Yi Lu, MD PhD, Chair
DSPN Payor Response Committee


  1. Wang M, Chou D, Chang CC, Hirpara A, Liu Y, Chan AK, Pennicooke B, Mummaneni PV. Anterior cervical discectomy and fusion performed using structural allograft or polyetheretherketone: pseudarthrosis and revision surgery rates with minimum 2-year follow-up. J Neurosurg Spine. 2019 Dec 13:1-8. doi: 10.3171/2019.9.SPINE19879. Epub ahead of print. PMID: 31835252.
  2. Wang R, Ni S, Ma L, Li M. Porous construction and surface modification of titanium-based materials for osteogenesis: A review. Front Bioeng Biotechnol. 2022 Aug 25;10:973297. doi: 10.3389/fbioe.2022.973297. PMID: 36091459; PMCID: PMC9452912.
  3. Muthiah N, Yolcu YU, Alan N, Agarwal N, Hamilton DK, Ozpinar A. Evolution of polyetheretherketone (PEEK) and titanium interbody devices for spinal procedures: a comprehensive review of the literature. Eur Spine J. 2022 Oct;31(10):2547-2556. doi: 10.1007/s00586-022-07272-1. Epub 2022 Jun 10. PMID: 35689111.
  4. Moussa A, Tanzer M, Pasini D. Cervical fusion cage computationally optimized with porous architected Titanium for minimized subsidence. J Mech Behav Biomed Mater. 2018 Sep;85:134-151. doi: 10.1016/j.jmbbm.2018.05.040. Epub 2018 Jun 2. PMID: 29890380.
  5. Godlewski B, Bebenek A, Dominiak M, Karpinski G, Cieslik P, Pawelczyk T. Subsidence following cervical discectomy and implant-to-bone ratio. BMC Musculoskelet Disord. 2022 Aug 4;23(1):750. doi: 10.1186/s12891-022-05698-8. PMID: 35927645; PMCID: PMC9351094.
  6. Wang R, Ni S, Ma L, Li M. Porous construction and surface modification of titanium-based materials for osteogenesis: A review. Front Bioeng Biotechnol. 2022 Aug 25;10:973297. doi: 10.3389/fbioe.2022.973297. PMID: 36091459; PMCID: PMC9452912.

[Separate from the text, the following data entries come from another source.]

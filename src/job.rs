//! Job identity, lifecycle states, and the single-writer job record.
//!
//! ```text
//! Queued ─▶ Validating ─▶ Preparing ─▶ Running ─▶ Extracting ─▶ Complete
//!    │           │            │           │            │
//!    └───────────┴────────────┴───────────┴────────────┴──────▶ Failed
//! ```
//!
//! Only the controller's per-job task holds a `&mut Job`; everyone else sees
//! the lifecycle through the events it publishes.

use crate::error::GatewayError;
use crate::pipeline::input::DocumentKind;
use chrono::{DateTime, Utc};
use serde::{Deserialize, Serialize};
use std::fmt;
use std::path::PathBuf;
use std::str::FromStr;
use uuid::Uuid;

/// Unique job identifier. Issued once per accepted request, never reused.
#[derive(Debug, Clone, Copy, PartialEq, Eq, Hash, Serialize, Deserialize)]
#[serde(transparent)]
pub struct JobId(Uuid);

impl JobId {
    pub fn new() -> Self {
        Self(Uuid::new_v4())
    }
}

impl Default for JobId {
    fn default() -> Self {
        Self::new()
    }
}

impl fmt::Display for JobId {
    fn fmt(&self, f: &mut fmt::Formatter<'_>) -> fmt::Result {
        self.0.fmt(f)
    }
}

impl FromStr for JobId {
    type Err = uuid::Error;

    fn from_str(s: &str) -> Result<Self, Self::Err> {
        Uuid::parse_str(s).map(Self)
    }
}

/// Lifecycle state of a job.
#[derive(Debug, Clone, Copy, PartialEq, Eq, Hash, Serialize, Deserialize)]
#[serde(rename_all = "snake_case")]
pub enum JobState {
    Queued,
    Validating,
    /// Workspace allocation and optional format pre-conversion.
    Preparing,
    /// The engine subprocess is running.
    Running,
    /// Reading the result artifact out of the workspace.
    Extracting,
    Complete,
    Failed,
}

impl JobState {
    pub fn is_terminal(self) -> bool {
        matches!(self, JobState::Complete | JobState::Failed)
    }

    /// Whether `self → next` is a legal transition.
    pub fn can_transition_to(self, next: JobState) -> bool {
        use JobState::*;
        match (self, next) {
            (Queued, Validating)
            | (Validating, Preparing)
            | (Preparing, Running)
            | (Running, Extracting)
            | (Extracting, Complete) => true,
            (from, Failed) => !from.is_terminal(),
            _ => false,
        }
    }

    pub fn as_str(self) -> &'static str {
        match self {
            JobState::Queued => "queued",
            JobState::Validating => "validating",
            JobState::Preparing => "preparing",
            JobState::Running => "running",
            JobState::Extracting => "extracting",
            JobState::Complete => "complete",
            JobState::Failed => "failed",
        }
    }
}

impl fmt::Display for JobState {
    fn fmt(&self, f: &mut fmt::Formatter<'_>) -> fmt::Result {
        f.write_str(self.as_str())
    }
}

/// What the client sent, as far as the orchestrator cares.
#[derive(Debug, Clone, PartialEq, Eq, Serialize)]
pub struct InputDescriptor {
    /// Client-supplied file name (unsanitised; the workspace sanitises on use).
    pub filename: String,
    /// Upload size in bytes.
    pub size: u64,
    /// Media type from the multipart part header, if any.
    pub declared_media_type: Option<String>,
    /// Detected document kind, filled in by validation.
    pub kind: Option<DocumentKind>,
}

/// The job record.
#[derive(Debug)]
pub struct Job {
    id: JobId,
    state: JobState,
    input: InputDescriptor,
    workspace: Option<PathBuf>,
    created_at: DateTime<Utc>,
    completed_at: Option<DateTime<Utc>>,
    result_size: Option<usize>,
    error: Option<GatewayError>,
}

impl Job {
    pub fn new(input: InputDescriptor) -> Self {
        Self {
            id: JobId::new(),
            state: JobState::Queued,
            input,
            workspace: None,
            created_at: Utc::now(),
            completed_at: None,
            result_size: None,
            error: None,
        }
    }

    pub fn id(&self) -> JobId {
        self.id
    }

    pub fn state(&self) -> JobState {
        self.state
    }

    pub fn input(&self) -> &InputDescriptor {
        &self.input
    }

    pub fn input_mut(&mut self) -> &mut InputDescriptor {
        &mut self.input
    }

    pub fn set_workspace(&mut self, path: PathBuf) {
        self.workspace = Some(path);
    }

    /// Move to `next`, rejecting anything the state machine does not allow.
    pub fn advance(&mut self, next: JobState) -> Result<(), GatewayError> {
        if !self.state.can_transition_to(next) {
            return Err(GatewayError::Internal(format!(
                "illegal job transition {} → {} for job {}",
                self.state, next, self.id
            )));
        }
        self.state = next;
        if next.is_terminal() {
            self.completed_at = Some(Utc::now());
        }
        Ok(())
    }

    /// Record a successful result and move to `Complete`.
    pub fn complete(&mut self, result_size: usize) -> Result<(), GatewayError> {
        self.advance(JobState::Complete)?;
        self.result_size = Some(result_size);
        Ok(())
    }

    /// Record the terminal error and move to `Failed`.
    pub fn fail(&mut self, error: GatewayError) -> Result<(), GatewayError> {
        self.advance(JobState::Failed)?;
        self.error = Some(error);
        Ok(())
    }

    /// Compact, serialisable view for structured logs.
    pub fn summary(&self) -> JobSummary {
        JobSummary {
            id: self.id,
            state: self.state,
            filename: self.input.filename.clone(),
            size: self.input.size,
            kind: self.input.kind,
            workspace: self.workspace.clone(),
            created_at: self.created_at,
            completed_at: self.completed_at,
            duration_ms: self
                .completed_at
                .map(|done| (done - self.created_at).num_milliseconds().max(0) as u64),
            result_size: self.result_size,
            error: self.error.as_ref().map(|e| e.kind().as_str()),
        }
    }
}

/// Snapshot of a job for logging and diagnostics.
#[derive(Debug, Clone, Serialize)]
pub struct JobSummary {
    pub id: JobId,
    pub state: JobState,
    pub filename: String,
    pub size: u64,
    pub kind: Option<DocumentKind>,
    pub workspace: Option<PathBuf>,
    pub created_at: DateTime<Utc>,
    pub completed_at: Option<DateTime<Utc>>,
    pub duration_ms: Option<u64>,
    pub result_size: Option<usize>,
    pub error: Option<&'static str>,
}

#[cfg(test)]
mod tests {
    use super::*;
    use std::time::Duration;

    fn descriptor() -> InputDescriptor {
        InputDescriptor {
            filename: "score.png".into(),
            size: 42,
            declared_media_type: Some("image/png".into()),
            kind: None,
        }
    }

    #[test]
    fn happy_path_transitions() {
        let mut job = Job::new(descriptor());
        assert_eq!(job.state(), JobState::Queued);
        for next in [
            JobState::Validating,
            JobState::Preparing,
            JobState::Running,
            JobState::Extracting,
        ] {
            job.advance(next).unwrap();
        }
        job.set_workspace(PathBuf::from("/tmp/omr-job-x"));
        job.complete(10).unwrap();
        assert_eq!(job.state(), JobState::Complete);
        assert_eq!(
            job.summary().workspace.as_deref(),
            Some(std::path::Path::new("/tmp/omr-job-x"))
        );
        assert!(job.summary().completed_at.is_some());
        assert_eq!(job.summary().result_size, Some(10));
    }

    #[test]
    fn every_non_terminal_state_can_fail() {
        for state in [
            JobState::Queued,
            JobState::Validating,
            JobState::Preparing,
            JobState::Running,
            JobState::Extracting,
        ] {
            assert!(state.can_transition_to(JobState::Failed), "{state}");
        }
    }

    #[test]
    fn terminal_states_are_final() {
        let mut job = Job::new(descriptor());
        job.fail(GatewayError::Timeout {
            limit: Duration::from_secs(1),
        })
        .unwrap();
        assert!(job.advance(JobState::Running).is_err());
        assert!(job.advance(JobState::Failed).is_err());
        assert_eq!(job.summary().error, Some("TIMEOUT"));
    }

    #[test]
    fn skipping_a_state_is_rejected() {
        let mut job = Job::new(descriptor());
        let err = job.advance(JobState::Running).unwrap_err();
        assert!(err.to_string().contains("queued → running"), "got: {err}");
    }

    #[test]
    fn job_ids_are_unique_and_parse_back() {
        let a = JobId::new();
        let b = JobId::new();
        assert_ne!(a, b);
        let parsed: JobId = a.to_string().parse().unwrap();
        assert_eq!(parsed, a);
        assert!("not-a-uuid".parse::<JobId>().is_err());
    }
}
impl EnvelopeKind {
    pub fn as_str(&self) -> &'static str {
        match self {
            EnvelopeKind::DispatchRequested => "dispatch_requested",
            EnvelopeKind::BookingAssigned => "booking_assigned",
            EnvelopeKind::BookingUpdated => "booking_updated",
            EnvelopeKind::WorkerNotified => "worker_notified",
            EnvelopeKind::LocationSampled => "location_sampled",
            EnvelopeKind::AnomalyDetected => "anomaly_detected",
        }
    }
}

impl fmt::Display for EnvelopeKind {
    fn fmt(&self, f: &mut fmt::Formatter<'_>) -> fmt::Result {
        f.write_str(self.as_str())
    }
}

/// Closed set of messages carried by the broker.
#[derive(Debug, Clone, Serialize, PartialEq)]
#[serde(untagged)]
pub enum Envelope {
    DispatchRequested(DispatchRequestMessage),
    BookingAssigned(AssignmentEvent),
    BookingUpdated(BookingUpdate),
    WorkerNotified(WorkerNotification),
    LocationSampled(LocationSample),
    AnomalyDetected(FraudAnomalyEvent),
}

impl Envelope {
    pub fn kind(&self) -> EnvelopeKind {
        match self {
            Envelope::DispatchRequested(_) => EnvelopeKind::DispatchRequested,
            Envelope::BookingAssigned(_) => EnvelopeKind::BookingAssigned,
            Envelope::BookingUpdated(_) => EnvelopeKind::BookingUpdated,
            Envelope::WorkerNotified(_) => EnvelopeKind::WorkerNotified,
            Envelope::LocationSampled(_) => EnvelopeKind::LocationSampled,
            Envelope::AnomalyDetected(_) => EnvelopeKind::AnomalyDetected,
        }
    }

    /// The bare payload as JSON.
    pub fn to_bytes(&self) -> Result<Vec<u8>, serde_json::Error> {
        serde_json::to_vec(self)
    }

    /// Decode a bare payload as `kind`.
    pub fn decode(kind: EnvelopeKind, body: &[u8]) -> Result<Self, serde_json::Error> {
        Ok(match kind {
            EnvelopeKind::DispatchRequested => {
                Envelope::DispatchRequested(serde_json::from_slice(body)?)
            }
            EnvelopeKind::BookingAssigned => Envelope::BookingAssigned(serde_json::from_slice(body)?),
            EnvelopeKind::BookingUpdated => Envelope::BookingUpdated(serde_json::from_slice(body)?),
            EnvelopeKind::WorkerNotified => Envelope::WorkerNotified(serde_json::from_slice(body)?),
            EnvelopeKind::LocationSampled => Envelope::LocationSampled(serde_json::from_slice(body)?),
            EnvelopeKind::AnomalyDetected => Envelope::AnomalyDetected(serde_json::from_slice(body)?),
        })
    }
}

#[derive(Debug, Clone, PartialEq, Eq)]
pub struct ValidationError {
    message: String,
}

impl ValidationError {
    pub fn new(message: impl Into<String>) -> Self {
        Self {
            message: message.into(),
        }
    }

    pub fn message(&self) -> &str {
        &self.message
    }
}

impl fmt::Display for ValidationError {
    fn fmt(&self, f: &mut fmt::Formatter<'_>) -> fmt::Result {
        f.write_str(&self.message)
    }
}

impl std::error::Error for ValidationError {}

/// Validate a raw dispatch message and resolve its search radius.
///
/// `default_radius_km` applies when the message carries no radius. A radius
/// must be positive; one above `radius_cap_km` is clamped to the cap.
pub fn normalize_dispatch_request(
    message: DispatchRequestMessage,
    default_radius_km: f64,
    radius_cap_km: f64,
    now: DateTime<Utc>,
) -> Result<DispatchRequest, ValidationError> {
    let request_id = message.request_id.trim().to_string();
    if request_id.is_empty() {
        return Err(ValidationError::new("requestId cannot be empty"));
    }

    let pickup = GeoPoint::new(message.pickup_lat, message.pickup_lng)?;

    let radius_km = message.max_radius_km.unwrap_or(default_radius_km);
    if !radius_km.is_finite() || radius_km <= 0.0 {
        return Err(ValidationError::new(
            "maxRadiusKm must be a positive number",
        ));
    }

    Ok(DispatchRequest {
        request_id,
        service_type: message.service_type,
        pickup,
        max_radius_km: radius_km.min(radius_cap_km),
        submitted_at: message.submitted_at.unwrap_or(now),
    })
}

#[cfg(test)]
mod tests {
    use chrono::TimeZone;
    use serde_json::json;

    use super::*;

    fn message() -> DispatchRequestMessage {
        DispatchRequestMessage {
            request_id: "req-1".to_string(),
            pickup_lat: 52.52,
            pickup_lng: 13.405,
            service_type: ServiceType::Ride,
            max_radius_km: None,
            submitted_at: None,
        }
    }

    fn now() -> DateTime<Utc> {
        Utc.with_ymd_and_hms(2026, 3, 1, 12, 0, 0).single().expect("valid time")
    }

    #[test]
    fn normalize_applies_default_radius_and_submission_time() {
        let request = normalize_dispatch_request(message(), 5.0, 50.0, now())
            .expect("request should normalize");

        assert_eq!(request.max_radius_km, 5.0);
        assert_eq!(request.submitted_at, now());
        assert_eq!(request.pickup, GeoPoint { lat: 52.52, lng: 13.405 });
    }

    #[test]
    fn normalize_rejects_blank_request_id() {
        let mut raw = message();
        raw.request_id = "  ".to_string();

        let error = normalize_dispatch_request(raw, 5.0, 50.0, now())
            .expect_err("blank id should fail");
        assert_eq!(error.message(), "requestId cannot be empty");
    }

    #[test]
    fn normalize_rejects_non_positive_radius() {
        let mut raw = message();
        raw.max_radius_km = Some(0.0);
        assert!(normalize_dispatch_request(raw.clone(), 5.0, 50.0, now()).is_err());

        raw.max_radius_km = Some(f64::NAN);
        assert!(normalize_dispatch_request(raw, 5.0, 50.0, now()).is_err());
    }

    #[test]
    fn normalize_clamps_radius_above_cap() {
        let mut raw = message();
        raw.max_radius_km = Some(60.0);

        let request = normalize_dispatch_request(raw, 5.0, 50.0, now())
            .expect("oversized radius is clamped, not rejected");
        assert_eq!(request.max_radius_km, 50.0);
    }

    #[test]
    fn normalize_rejects_out_of_range_pickup() {
        let mut raw = message();
        raw.pickup_lat = 91.0;

        let error = normalize_dispatch_request(raw, 5.0, 50.0, now())
            .expect_err("latitude above 90 should fail");
        assert!(error.message().contains("latitude"));
    }

    #[test]
    fn dispatch_message_reads_booking_service_json() {
        let raw = json!({
            "requestId": "req-9",
            "pickupLat": 1.5,
            "pickupLng": 2.5,
            "serviceType": "courier",
            "maxRadiusKm": 3.0
        });

        let parsed: DispatchRequestMessage = serde_json::from_value(raw).expect("valid message");
        assert_eq!(parsed.service_type, ServiceType::Courier);
        assert_eq!(parsed.max_radius_km, Some(3.0));
        assert!(parsed.submitted_at.is_none());
    }

    #[test]
    fn envelope_serializes_the_bare_payload() {
        let envelope = Envelope::WorkerNotified(WorkerNotification {
            user_id: "drv-1".to_string(),
            request_id: "req-1".to_string(),
            channel: NotificationChannel::Push,
        });

        let value = serde_json::to_value(&envelope).expect("serializable");
        assert_eq!(
            value,
            json!({ "userId": "drv-1", "requestId": "req-1", "type": "push" })
        );
    }

    #[test]
    fn decode_reads_booking_service_dispatch_body() {
        let body = br#"{"requestId":"req-3","pickupLat":40.4,"pickupLng":-3.7,"serviceType":"ride","maxRadius":8}"#;

        match Envelope::decode(EnvelopeKind::DispatchRequested, body).expect("bare body decodes") {
            Envelope::DispatchRequested(message) => {
                assert_eq!(message.request_id, "req-3");
                assert_eq!(message.max_radius_km, Some(8.0));
            }
            other => panic!("unexpected {}", other.kind()),
        }
    }

    #[test]
    fn decode_rejects_payload_of_another_kind() {
        let body = br#"{"userId":"drv-1","requestId":"req-1","type":"push"}"#;

        assert!(Envelope::decode(EnvelopeKind::LocationSampled, body).is_err());
        assert!(Envelope::decode(EnvelopeKind::DispatchRequested, b"{not json").is_err());
    }

    #[test]
    fn booking_update_accepts_driver_id() {
        let body = br#"{"event":"completed","requestId":"req-5","customerId":"c-1","driverId":"drv-2","serviceType":"ride"}"#;

        match Envelope::decode(EnvelopeKind::BookingUpdated, body).expect("decodes") {
            Envelope::BookingUpdated(update) => {
                assert_eq!(update.event, BookingStatus::Completed);
                assert_eq!(update.worker_id.as_deref(), Some("drv-2"));
            }
            other => panic!("unexpected {}", other.kind()),
        }
    }

    #[test]
    fn anomaly_event_matches_fraud_exchange_shape() {
        let event = FraudAnomalyEvent {
            user_id: "drv-7".to_string(),
            anomaly_type: AnomalyKind::JumpDetected,
            details: AnomalyDetails {
                speed: 600.0,
                distance: 300.0,
            },
        };

        let value = serde_json::to_value(&event).expect("serializable");
        assert_eq!(value["anomalyType"], "jump_detected");
        assert_eq!(value["details"]["speed"], 600.0);
    }

    #[test]
    fn service_type_parses_case_insensitively() {
        assert_eq!("Freight".parse::<ServiceType>(), Ok(ServiceType::Freight));
        assert!("boat".parse::<ServiceType>().is_err());
    }

    #[test]
    fn service_type_defaults_to_ride() {
        assert_eq!(ServiceType::default(), ServiceType::Ride);
    }

    #[test]
    fn notification_channels_other_than_push_are_refused() {
        let body = json!({ "userId": "drv-1", "requestId": "req-1", "type": "sms" });

        assert!(serde_json::from_value::<WorkerNotification>(body).is_err());
    }
}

  7. Fogel G, Martin N, Williams GM, Unger J, Yee-Yanagishita C, Pelletier M, Walsh W, Peng Y, Jekir M. Choice of Spinal Interbody Fusion Cage Material and Design Influences Subsidence and Osseointegration Performance. World Neurosurg. 2022 Jun;162:e626-e634. doi: 10.1016/j.wneu.2022.03.087. Epub 2022 Mar 26. PMID: 35346883.
  8. Singh H, Kukowski NR, Lunati MP, Dawes A, Kim CH, Kim S, Rhee JM. Porous 3D Printed Titanium Cages in Anterior Cervical Discectomy and Fusion are Associated With Less Subsidence, Improved Maintenance of Segmental Lordotic Correction, and Similar Clinical Outcomes as Allograft. Global Spine J. 2022 Sep 3:21925682221124527. doi: 10.1177/21925682221124527. Epub ahead of print. PMID: 36062347.
  9. McVeigh LG, Zaazoue MA, Lane BC, Voorhies JM, Bradbury J. Management and outcomes of surgical site tuberculosis infection due to infected bone graft in spine surgery: a single-institution experience and 1-year postoperative follow-up. J Neurosurg Spine. 2022 Oct 21;38(2):281-292. doi: 10.3171/2022.7.SPINE22534. PMID: 36272124.